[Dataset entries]

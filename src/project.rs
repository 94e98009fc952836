use std::{
    collections::BTreeMap,
    env, fs, io,
    path::{Path, PathBuf},
};

use owo_colors::OwoColorize;

use crate::{
    error::{Error, Result},
    network::{Accounts, NetworkProfile},
};

pub const PRIVATE_KEY_VAR: &str = "PRIVATE_KEY";
pub const INFURA_ID_VAR: &str = "INFURA_ID";
pub const ETHERSCAN_API_KEY_VAR: &str = "ETHERSCAN_API_KEY";

pub const DEFAULT_NETWORK: &str = "bsctestnet";
pub const SOLC_VERSION: &str = "0.8.9";
pub const OPTIMIZER_RUNS: u32 = 200;

const LOCAL_URL: &str = "http://127.0.0.1:8545";
const GOERLI_URL: &str = "https://goerli.infura.io/v3/";
const BSC_TESTNET_URL: &str = "https://data-seed-prebsc-1-s1.binance.org:8545";

/// Raw inputs read from the process environment.
#[derive(Debug, Clone, Default)]
pub struct Environment {
    pub private_key: Option<String>,
    pub infura_id: Option<String>,
    pub etherscan_api_key: Option<String>,
}

impl Environment {
    /// Reads the environment, after loading `<root>/.env` if there is one.
    ///
    /// Variables already set in the process take precedence over the file.
    pub fn from_process(root: &Path) -> Self {
        let path = root.join(".env");
        if dotenvy::from_path(&path).is_ok() {
            tracing::debug!(path = %path.display(), "loaded .env");
        }

        Self {
            private_key: env::var(PRIVATE_KEY_VAR).ok(),
            infura_id: env::var(INFURA_ID_VAR).ok(),
            etherscan_api_key: env::var(ETHERSCAN_API_KEY_VAR).ok(),
        }
    }
}

/// Project configuration, built once at startup and handed to every command.
#[derive(Debug, Clone)]
pub struct ProjectConfig {
    pub default_network: String,
    pub networks: BTreeMap<String, NetworkProfile>,
    pub solidity: SolidityConfig,
    pub etherscan: EtherscanConfig,
    pub paths: Paths,
}

#[derive(Debug, Clone, PartialEq, Eq)]
pub struct SolidityConfig {
    pub version: String,
    pub optimizer: Optimizer,
}

#[derive(Debug, Clone, Copy, PartialEq, Eq)]
pub struct Optimizer {
    pub enabled: bool,
    pub runs: u32,
}

/// Contract verification service settings. Not used when deploying.
#[derive(Debug, Clone, Default)]
pub struct EtherscanConfig {
    pub api_key: Option<String>,
}

#[derive(Debug, Clone, PartialEq, Eq)]
pub struct Paths {
    pub root: PathBuf,
    pub sources: PathBuf,
    pub tests: PathBuf,
    pub cache: PathBuf,
    pub artifacts: PathBuf,
}

impl ProjectConfig {
    /// Builds the configuration from the process environment.
    pub fn from_env(root: impl Into<PathBuf>) -> Self {
        let root = root.into();
        Self::new(&Environment::from_process(&root), root)
    }

    /// Builds the configuration from explicit inputs.
    ///
    /// Never fails: credentials are stored as given and only parsed when a
    /// transaction is signed.
    pub fn new(env: &Environment, root: impl Into<PathBuf>) -> Self {
        let key = format!("0x{}", env.private_key.as_deref().unwrap_or_default());
        let infura_id = env.infura_id.as_deref().unwrap_or_default();

        let networks = [
            NetworkProfile::new("hardhat", LOCAL_URL, Accounts::Remote),
            NetworkProfile::new(
                "goerli",
                format!("{GOERLI_URL}{infura_id}"),
                Accounts::PrivateKeys(vec![key.clone()]),
            ),
            NetworkProfile::new(
                "bsctestnet",
                BSC_TESTNET_URL,
                Accounts::PrivateKeys(vec![key]),
            ),
        ]
        .into_iter()
        .map(|profile| (profile.name.clone(), profile))
        .collect();

        Self {
            default_network: DEFAULT_NETWORK.to_owned(),
            networks,
            solidity: SolidityConfig {
                version: SOLC_VERSION.to_owned(),
                optimizer: Optimizer {
                    enabled: true,
                    runs: OPTIMIZER_RUNS,
                },
            },
            etherscan: EtherscanConfig {
                api_key: env.etherscan_api_key.clone(),
            },
            paths: Paths::new(root),
        }
    }

    /// Selects a network profile by name, or the default one.
    pub fn network(&self, name: Option<&str>) -> Result<&NetworkProfile> {
        let name = name.unwrap_or(self.default_network.as_str());
        self.networks.get(name).ok_or_else(|| Error::UnknownNetwork {
            name: name.to_owned(),
            known: self.networks.keys().cloned().collect::<Vec<_>>().join(", "),
        })
    }

    /// Prints the resolved configuration with credentials redacted.
    pub fn print(&self) {
        println!("default network: {}", self.default_network.bright_magenta());
        println!("networks:");
        for profile in self.networks.values() {
            println!(
                "  {}: {} ({})",
                profile.name.bold(),
                profile.redacted_url(),
                profile.accounts.describe()
            );
        }
        println!(
            "solidity: {} (optimizer {}, runs {})",
            self.solidity.version,
            if self.solidity.optimizer.enabled { "on" } else { "off" },
            self.solidity.optimizer.runs
        );
        let api_key = match self.etherscan.api_key {
            Some(_) => "set".bright_green().to_string(),
            None => "unset".yellow().to_string(),
        };
        println!("etherscan api key: {api_key}");
        println!("paths:");
        println!("  sources: {}", self.paths.sources.display());
        println!("  tests: {}", self.paths.tests.display());
        println!("  cache: {}", self.paths.cache.display());
        println!("  artifacts: {}", self.paths.artifacts.display());
    }
}

impl Paths {
    pub fn new(root: impl Into<PathBuf>) -> Self {
        let root = root.into();
        Self {
            sources: root.join("contracts"),
            tests: root.join("test"),
            cache: root.join("cache"),
            artifacts: root.join("artifacts"),
            root,
        }
    }

    /// Removes the cache and artifacts directories.
    pub fn clean(&self) -> Result<()> {
        for dir in [&self.cache, &self.artifacts] {
            remove_dir(dir)?;
        }
        Ok(())
    }
}

fn remove_dir(dir: &Path) -> Result<()> {
    match fs::remove_dir_all(dir) {
        Ok(()) => {
            tracing::info!(dir = %dir.display(), "removed");
            Ok(())
        }
        Err(e) if e.kind() == io::ErrorKind::NotFound => Ok(()),
        Err(e) => Err(e.into()),
    }
}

What you will do> When you reach the line that contains "const LOCAL_URL: &str", stop; output it and every line before it from the start of the data, exactly as written.

Result for this exercise>
filename src/project.rs
repository 94e98009fc952836
use std::{
    collections::BTreeMap,
    env, fs, io,
    path::{Path, PathBuf},
};

use owo_colors::OwoColorize;

use crate::{
    error::{Error, Result},
    network::{Accounts, NetworkProfile},
};

pub const PRIVATE_KEY_VAR: &str = "PRIVATE_KEY";
pub const INFURA_ID_VAR: &str = "INFURA_ID";
pub const ETHERSCAN_API_KEY_VAR: &str = "ETHERSCAN_API_KEY";

pub const DEFAULT_NETWORK: &str = "bsctestnet";
pub const SOLC_VERSION: &str = "0.8.9";
pub const OPTIMIZER_RUNS: u32 = 200;

const LOCAL_URL: &str = "http://127.0.0.1:8545";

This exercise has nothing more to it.